╭─ PROVIDED INFORMATION

async fn run_loop(
    terminal: &mut Terminal<CrosstermBackend<io::Stdout>>,
    app: &mut EditorApp,
    store: &FlowStore,
    log_rx: Receiver<String>,
    mut batches: Option<tokio::sync::mpsc::Receiver<flowdeck_store::WatchBatch>>,
) -> Result<()> {
    loop {
        while let Ok(line) = log_rx.try_recv() {
            app.editor.log(line);
        }
        if let Some(rx) = batches.as_mut() {
            let mut changed = false;
            while let Ok(batch) = rx.try_recv() {
                changed |= batch.iter().any(|e| flowdeck_store::is_flow_document(&e.path));
            }
            if changed {
                app.editor.refresh_panels(store).await;
            }
        }

        app.resize(terminal.size()?);
        terminal.draw(|f| render(f, app))?;

        if !event::poll(Duration::from_millis(100))? {
            continue;
        }
        let Event::Key(key) = event::read()? else {
            continue;
        };
        match app.handle_key(key) {
            KeyAction::None => {}
            KeyAction::Quit => break,
            KeyAction::Save => match app.editor.save(store).await {
                Ok(()) => app.set_status("Saved"),
                Err(e) => app.set_status(format!("Save failed: {}", e)),
            },
            KeyAction::Reload => match app.editor.reload(store).await {
                Ok(()) => {
                    app.sync_viewport();
                    app.set_status("Reloaded from disk");
                }
                Err(e) => app.set_status(format!("Reload failed: {}", e)),
            },
        }
    }
    Ok(())
}

fn render(f: &mut Frame, app: &EditorApp) {
    render_header(f, app, to_rect(app.layout.header));
    render_canvas(f, app, to_rect(app.layout.canvas));
    for (panel, area) in &app.layout.panels {
        let area = to_rect(*area);
        match panel {
            Panel::Node => render_palette(f, app, area),
            Panel::Debug => render_debug(f, app, area),
            Panel::Settings => render_text(
                f,
                panel.title(),
                app.editor
                    .settings()
                    .and_then(|s| s.to_toml_string().ok())
                    .unwrap_or_else(|| "(unavailable)".to_string()),
                area,
            ),
            Panel::Toml => render_text(
                f,
                panel.title(),
                app.editor.source().unwrap_or("(unavailable)").to_string(),
                area,
            ),
        }
    }
}

fn render_header(f: &mut Frame, app: &EditorApp, area: Rect) {
    let graph = &app.editor.graph;
    let dirty = if graph.is_dirty() { " [modified]" } else { "" };
    let line = Line::from(vec![
        Span::styled(
            format!(" {}{} ", app.editor.flow_name(), dirty),
            Style::default().fg(Color::White).bg(Color::DarkGray).add_modifier(Modifier::BOLD),
        ),
        Span::raw(format!(
            " {} nodes │ {} edges │ zoom {:.2} │ ",
            graph.nodes().len(),
            graph.edges().len(),
            graph.viewport.zoom
        )),
        Span::styled(app.status().to_string(), Style::default().fg(Color::Yellow)),
    ]);
    f.render_widget(Paragraph::new(line), area);
}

╰─

__WHAT YOU ARE ASKED TO DO__. Find every line in the records that has the word "Frame". Copy those lines.

__TASK RESPONSE__.
fn render(f: &mut Frame, app: &EditorApp) {
fn render_header(f: &mut Frame, app: &EditorApp, area: Rect) {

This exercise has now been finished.